EXERCISE GOAL -> Reproduce all lines of the listing below in which the word "table" occurs.

(Beginning of INPUT RECORDS)

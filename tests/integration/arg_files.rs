// This Source Code Form is subject to the terms of the Mozilla Public
// License, v. 2.0. If a copy of the MPL was not distributed with this
// file, You can obtain one at http://mozilla.org/MPL/2.0/.

//! Runs driven by argument files.

use std::{fs::File, io::Write};

use indoc::indoc;
use tempfile::tempdir;

use super::observe;
use xray_imager::{
    args::{GridArgs, MemArgs},
    reconstruct, ArgsError, CancelToken, ImagingArgs, ImagingContext, ImagingError,
    ImagingGeometry, TerminationReason,
};

#[test]
fn test_clean_from_a_toml_file() {
    let dir = tempdir().unwrap();
    let path = dir.path().join("imaging.toml");
    let mut f = File::create(&path).unwrap();
    f.write_all(
        indoc! {r#"
            [grid]
            shape = [32]
            pixel_scale = 1.0
            kernel = "nearest"

            [deconvolution]
            algorithm = "clean"

            [clean]
            threshold_type = "fraction"
            threshold = 0.2
            beam_major = 3.0
        "#}
        .as_bytes(),
    )
    .unwrap();
    drop(f);

    let params = ImagingArgs {
        args_file: Some(path),
        ..Default::default()
    }
    .parse()
    .unwrap();
    let geometry = ImagingGeometry::new(32, 32, 1.0).unwrap();
    assert_eq!(params.grid.geometry, geometry);

    let table = observe(&geometry, &[((16, 16), 2.0)], 8, 1.0);
    let ctx = ImagingContext::from_params(&params).unwrap();
    let result = reconstruct(&table, &params, &ctx, &CancelToken::new()).unwrap();
    let d = &result.diagnostics.deconvolution;
    assert_eq!(d.termination, TerminationReason::Converged);
    assert!(result
        .deconvolution
        .components
        .iter()
        .all(|c| c.position == (16, 16)));
    let beam = d.restoring_beam.unwrap();
    assert_eq!(beam.major_fwhm, 3.0);
    assert_eq!(beam.minor_fwhm, 3.0);
    // A fixed beam means there's nothing to warn about.
    assert!(d.warnings.is_empty());
}

#[test]
fn test_mem_with_file_and_overrides() {
    let dir = tempdir().unwrap();
    let path = dir.path().join("imaging.json");
    let mut f = File::create(&path).unwrap();
    f.write_all(
        indoc! {r#"
            {
                "grid": { "shape": [16, 16], "pixel_scale": 1.0, "kernel": "nearest" },
                "deconvolution": { "algorithm": "mem" },
                "mem": { "max_iterations": 3 }
            }
        "#}
        .as_bytes(),
    )
    .unwrap();
    drop(f);

    let args = ImagingArgs {
        args_file: Some(path),
        mem: MemArgs {
            max_iterations: Some(2),
            ..Default::default()
        },
        ..Default::default()
    };
    let params = args.parse().unwrap();
    let geometry = params.grid.geometry;
    let table = observe(&geometry, &[((5, 10), 1.0)], 5, 10.0);
    let ctx = ImagingContext::from_params(&params).unwrap();
    let result = reconstruct(&table, &params, &ctx, &CancelToken::new()).unwrap();

    let d = &result.diagnostics.deconvolution;
    assert_eq!(d.termination, TerminationReason::MaxIterations);
    assert_eq!(d.iterations, 2);
    assert!(d.mem.is_some());
    assert!(result.deconvolution.restored.is_none());
}

#[test]
fn test_args_errors_convert() {
    let args = ImagingArgs {
        grid: GridArgs {
            shape: Some(vec![32]),
            ..Default::default()
        },
        ..Default::default()
    };
    let err: ImagingError = args.parse().unwrap_err().into();
    assert!(matches!(
        err,
        ImagingError::Args(ArgsError::MissingPixelScale)
    ));
    assert_eq!(err.to_string(), "No pixel scale was specified");
}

(End of INPUT RECORDS)

RESPONSE BELOW ->
    let table = observe(&geometry, &[((16, 16), 2.0)], 8, 1.0);
    let result = reconstruct(&table, &params, &ctx, &CancelToken::new()).unwrap();
    let table = observe(&geometry, &[((5, 10), 1.0)], 5, 10.0);
    let result = reconstruct(&table, &params, &ctx, &CancelToken::new()).unwrap();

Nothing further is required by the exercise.